After the data is stable, companies can connect analytics directly into workflows. A demand model can recommend extra stock before orders spike. A support model can route an angry customer to a senior agent before churn risk rises. A maintenance model can create a work order before vibration crosses a risk threshold. A finance model can block a duplicate invoice before payment leaves the account.
Use AI Carefully In 2026 Operations
AI can extend analytics by reading unstructured data, detecting patterns, generating forecasts, recommending actions, and automating routine decisions. McKinsey’s 2025 global survey found that 88% of respondents reported regular AI use in at least one business function, up from 78% a year earlier, yet only 39% reported enterprise-level EBIT impact in The State of AI.
The lesson for operations leaders is clear: adoption is easier than value capture. Deloitte’s 2026 AI enterprise research also found a gap between ambition and realized revenue, with 74% of organizations hoping to grow revenue through AI initiatives in the future compared with 20% already doing so in its 2026 AI report.
For operations, AI should be judged by operational metrics, not novelty. A warehouse AI tool should reduce picking errors, overtime, or shipment delays. A customer-service AI tool should improve resolution time or quality scores. A procurement AI tool should reduce maverick spend, supplier risk, or late purchase orders.
Governance Keeps Analytics Safe Enough To Use
Good analytics needs governance because bad data, hidden bias, poor access control, and weak security can create real business harm. IBM’s 2025 data breach report lists the global average breach cost at $4.4 million and warns that racing to adopt AI without security and governance can increase data and reputation risk.
NIST’s AI Risk Management Framework gives organizations voluntary guidance for managing AI risks and building trustworthiness into AI products, services, and systems through the AI Risk Management Framework. In practical terms, companies should assign data owners, limit sensitive-data access, document model assumptions, review automated decisions, and monitor model drift.
Governance should not slow every project. It should make analytics safe enough to use in real workflows.
Skills Matter More Than The Tool Stack
A modern analytics stack can include a cloud data warehouse, BI platform, data lakehouse, machine learning tools, process mining software, and AI agents. Tools still fail when teams do not trust the output or do not know how to use it.
The World Economic Forum’s Future of Jobs Report 2025 gathered views from more than 1,000 global employers representing over 14 million workers, and examined workforce shifts from 2025 to 2030 in its Future of Jobs Report. For operations teams, that signal matters because analytics work depends on people who can connect data, process knowledge, risk judgment, and day-to-day decisions.
For operators, the best training is tied to actual work. A planner should learn why a forecast changed. A maintenance supervisor should learn how to inspect a model-generated alert.

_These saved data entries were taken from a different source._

//! Unit tests for the distance engine and both formula strategies.

use geodine_core::{GeoPoint, RestaurantId, RestaurantLocation};

use crate::{DistResult, SphericalBackend};

fn pt(lat: f64, lon: f64) -> GeoPoint {
    GeoPoint::new(lat, lon).unwrap()
}

fn loc(id: u64, lat: f64, lon: f64) -> RestaurantLocation {
    RestaurantLocation::new(RestaurantId(id), pt(lat, lon))
}

// ── Mock backends ─────────────────────────────────────────────────────────────

/// Faithful backend: haversine in metres.
struct MockSpherical;

impl SphericalBackend for MockSpherical {
    fn batch_meters(&self, c: GeoPoint, ts: &[GeoPoint]) -> DistResult<Vec<Option<f64>>> {
        Ok(ts.iter().map(|&t| Some(crate::haversine_km(c, t) * 1_000.0)).collect())
    }
}

/// Backend that reports NULL for every row.
struct NullBackend;

impl SphericalBackend for NullBackend {
    fn batch_meters(&self, _: GeoPoint, ts: &[GeoPoint]) -> DistResult<Vec<Option<f64>>> {
        Ok(vec![None; ts.len()])
    }
}

/// Backend that returns one row too few.
struct ShortBackend;

impl SphericalBackend for ShortBackend {
    fn batch_meters(&self, _: GeoPoint, ts: &[GeoPoint]) -> DistResult<Vec<Option<f64>>> {
        Ok(vec![Some(0.0); ts.len().saturating_sub(1)])
    }
}

/// Backend with a broken numeric domain.
struct NanBackend;

impl SphericalBackend for NanBackend {
    fn batch_meters(&self, _: GeoPoint, ts: &[GeoPoint]) -> DistResult<Vec<Option<f64>>> {
        Ok(vec![Some(f64::NAN); ts.len()])
    }
}

// ── Haversine formula ─────────────────────────────────────────────────────────

#[cfg(test)]
mod haversine {
    use rand::rngs::SmallRng;
    use rand::{Rng, SeedableRng};

    use super::pt;
    use crate::haversine_km;

    #[test]
    fn coincident_points_zero_exactly() {
        let p = pt(52.2297, 21.0122);
        assert_eq!(haversine_km(p, p), 0.0);
    }

    #[test]
    fn symmetric_for_random_pairs() {
        let mut rng = SmallRng::seed_from_u64(42);
        for _ in 0..500 {
            let a = pt(rng.gen_range(-90.0..=90.0), rng.gen_range(-180.0..=180.0));
            let b = pt(rng.gen_range(-90.0..=90.0), rng.gen_range(-180.0..=180.0));
            let ab = haversine_km(a, b);
            let ba = haversine_km(b, a);
            assert!((ab - ba).abs() <= 1e-9, "asymmetry: {ab} vs {ba}");
        }
    }

    #[test]
    fn antipodal_is_half_circumference_not_nan() {
        // The clamp keeps asin in domain here; without it rounding can
        // produce NaN.
        let d = haversine_km(pt(0.0, 0.0), pt(0.0, 180.0));
        assert!(d.is_finite());
        assert!((d - 20_015.0).abs() < 1.0, "got {d}");

        let d2 = haversine_km(pt(45.0, 10.0), pt(-45.0, -170.0));
        assert!(d2.is_finite());
        assert!((d2 - 20_015.0).abs() < 1.0, "got {d2}");
    }

    #[test]
    fn warsaw_to_krakow_fixture() {
        let warsaw = pt(52.2297, 21.0122);
        let krakow = pt(50.0647, 19.9450);
        let d = haversine_km(warsaw, krakow);
        assert!((d - 252.0).abs() < 2.0, "got {d}");
    }

    #[test]
    fn one_degree_of_latitude() {
        let d = haversine_km(pt(30.0, -88.0), pt(31.0, -88.0));
        assert!((d - 111.195).abs() < 0.5, "got {d}");
    }

    #[test]
    fn random_pairs_finite_and_nonnegative() {
        let mut rng = SmallRng::seed_from_u64(7);
        for _ in 0..500 {
            let a = pt(rng.gen_range(-90.0..=90.0), rng.gen_range(-180.0..=180.0));
            let b = pt(rng.gen_range(-90.0..=90.0), rng.gen_range(-180.0..=180.0));
            let d = haversine_km(a, b);
            assert!(d.is_finite() && d >= 0.0, "got {d}");
        }
    }
}

// ── FormulaChoice ─────────────────────────────────────────────────────────────

#[cfg(test)]
mod formula_choice {
    use crate::{DistanceError, FormulaChoice};

    #[test]
    fn default_is_spherical_function() {
        assert_eq!(FormulaChoice::default(), FormulaChoice::SphericalFunction);
    }

    #[test]
    fn from_str_roundtrip() {
        for choice in [FormulaChoice::SphericalFunction, FormulaChoice::Haversine] {
            assert_eq!(choice.to_string().parse::<FormulaChoice>().unwrap(), choice);
        }
    }

    #[test]
    fn from_str_trims_whitespace() {
        assert_eq!(" haversine ".parse::<FormulaChoice>().unwrap(), FormulaChoice::Haversine);
    }

    #[test]
    fn unknown_string_is_config_error() {
        let err = "vincenty".parse::<FormulaChoice>().unwrap_err();
        assert!(matches!(err, DistanceError::Config(_)));
    }
}

// ── DistanceEngine ────────────────────────────────────────────────────────────

#[cfg(test)]
mod engine {
    use std::sync::Arc;

    use super::{loc, pt, MockSpherical, NanBackend, NullBackend, ShortBackend};
    use crate::{DistanceEngine, DistanceError, EngineConfig, FormulaChoice};

    fn spherical_engine(backend: impl crate::SphericalBackend + 'static) -> DistanceEngine {
        let config = EngineConfig { formula: FormulaChoice::SphericalFunction };
        DistanceEngine::new(&config, Some(Arc::new(backend))).unwrap()
    }

    #[test]
    fn empty_input_empty_output() {
        let engine = DistanceEngine::haversine();
        let out = engine.compute_distances(pt(0.0, 0.0), &[]).unwrap();
        assert!(out.is_empty());
    }

    #[test]
    fn output_matches_input_order() {
        let engine = DistanceEngine::haversine();
        let points = [
            loc(30, 50.0647, 19.9450),
            loc(10, 52.2297, 21.0122),
            loc(20, 52.4064, 16.9252),
        ];
        let out = engine.compute_distances(pt(52.2297, 21.0122), &points).unwrap();
        let ids: Vec<u64> = out.iter().map(|r| r.id.0).collect();
        assert_eq!(ids, [30, 10, 20]);
        // Second entry is the center itself.
        assert_eq!(out[1].distance_km, 0.0);
    }

    #[test]
    fn spherical_without_backend_fails_at_construction() {
        let config = EngineConfig::default();
        let err = DistanceEngine::new(&config, None).unwrap_err();
        assert!(matches!(err, DistanceError::BackendUnavailable(_)));
    }

    #[test]
    fn formulas_agree_within_half_percent() {
        let haversine = DistanceEngine::haversine();
        let spherical = spherical_engine(MockSpherical);
        let points = [
            loc(1, 50.0647, 19.9450),
            loc(2, 48.8566, 2.3522),
            loc(3, 40.7128, -74.0060),
        ];
        let center = pt(52.2297, 21.0122);

        let h = haversine.compute_distances(center, &points).unwrap();
        let s = spherical.compute_distances(center, &points).unwrap();
        for (a, b) in h.iter().zip(&s) {
            let rel = (a.distance_km - b.distance_km).abs() / a.distance_km;
            assert!(rel < 0.005, "{} vs {}", a.distance_km, b.distance_km);
        }
    }

    #[test]
    fn null_row_surfaces_backend_unavailable() {
        let engine = spherical_engine(NullBackend);
        let err = engine
            .compute_distances(pt(0.0, 0.0), &[loc(1, 1.0, 1.0)])
            .unwrap_err();
        assert!(matches!(err, DistanceError::BackendUnavailable(_)));
    }

    #[test]
    fn short_row_count_surfaces_backend_unavailable() {
        let engine = spherical_engine(ShortBackend);
        let err = engine
            .compute_distances(pt(0.0, 0.0), &[loc(1, 1.0, 1.0), loc(2, 2.0, 2.0)])
            .unwrap_err();
        assert!(matches!(err, DistanceError::BackendUnavailable(_)));
    }

    #[test]
    fn nan_from_backend_is_numeric_domain() {
        let engine = spherical_engine(NanBackend);
        let err = engine
            .compute_distances(pt(0.0, 0.0), &[loc(1, 1.0, 1.0)])
            .unwrap_err();
        assert!(matches!(err, DistanceError::NumericDomain(_)));
    }

    #[test]
    fn engine_is_debuggable() {
        // Needed so Result<DistanceEngine, _>::unwrap_err() compiles.
        let repr = format!("{:?}", DistanceEngine::haversine());
        assert!(repr.contains("Haversine"), "got {repr}");
    }

    #[test]
    fn formula_choice_is_recorded() {
        assert_eq!(DistanceEngine::haversine().formula_choice(), FormulaChoice::Haversine);
        let spherical = spherical_engine(MockSpherical);
        assert_eq!(spherical.formula_choice(), FormulaChoice::SphericalFunction);
    }
}

// ── SQLite backend ────────────────────────────────────────────────────────────

#[cfg(all(test, feature = "sqlite"))]
mod sqlite_backend {
    use std::sync::Arc;

    use rusqlite::Connection;

    use super::{loc, pt};
    use crate::sqlite::{register_spherical_distance, SqliteSphericalBackend};
    use crate::{DistanceEngine, DistanceError, EngineConfig, SphericalBackend};

    fn capable_backend() -> SqliteSphericalBackend {
        let conn = Connection::open_in_memory().unwrap();
        register_spherical_distance(&conn).unwrap();
        SqliteSphericalBackend::from_connection(conn).unwrap()
    }

    #[test]
    fn missing_function_fails_probe() {
        let conn = Connection::open_in_memory().unwrap();
        let err = SqliteSphericalBackend::from_connection(conn).unwrap_err();
        assert!(matches!(err, DistanceError::BackendUnavailable(_)));
    }

    #[test]
    fn empty_batch_is_empty() {
        let backend = capable_backend();
        assert!(backend.batch_meters(pt(0.0, 0.0), &[]).unwrap().is_empty());
    }

    #[test]
    fn agrees_with_haversine_within_half_percent() {
        let config = EngineConfig::default(); // spherical-function
        let spherical = DistanceEngine::new(&config, Some(Arc::new(capable_backend()))).unwrap();
        let haversine = DistanceEngine::haversine();

        let center = pt(52.2297, 21.0122);
        let points = [
            loc(1, 50.0647, 19.9450),
            loc(2, 52.4064, 16.9252),
            loc(3, 54.3520, 18.6466),
        ];

        let s = spherical.compute_distances(center, &points).unwrap();
        let h = haversine.compute_distances(center, &points).unwrap();
        for (a, b) in s.iter().zip(&h) {
            let rel = (a.distance_km - b.distance_km).abs() / b.distance_km;
            assert!(rel < 0.005, "{} vs {}", a.distance_km, b.distance_km);
        }
    }

    #[test]
    fn batch_preserves_order_across_two_queries() {
        let backend = capable_backend();
        let center = pt(0.0, 0.0);
        let first = backend
            .batch_meters(center, &[pt(1.0, 0.0), pt(2.0, 0.0)])
            .unwrap();
        // Second batch reuses the temp table; stale rows must not leak in.
        let second = backend.batch_meters(center, &[pt(3.0, 0.0)]).unwrap();
        assert_eq!(first.len(), 2);
        assert_eq!(second.len(), 1);
        assert!(first[0].unwrap() < first[1].unwrap());
        assert!(second[0].unwrap() > first[1].unwrap());
    }
}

A finance manager should learn when to override an exception flag and when to escalate it.
Common Mistakes To Avoid
Analytics projects often miss value because teams treat data as a technology project rather than an operating change. Common mistakes include building dashboards without changing decisions, tracking too many metrics, automating bad processes, letting departments define metrics differently, ignoring frontline staff, and measuring model accuracy without measuring business impact.
A practical rule helps: every analytics output should answer, “Who acts, when, and what changes?”
Summary

Companies can use data analytics to improve operations by linking reliable data to specific decisions in forecasting, maintenance, staffing, quality, service, logistics, finance, and risk control.
In 2026, the advantage goes to companies that treat analytics as an operating system for daily work, not a side project for reporting. Start with one costly bottleneck, define the metric, connect the right data, test the decision loop, govern the risk, and measure the operational result.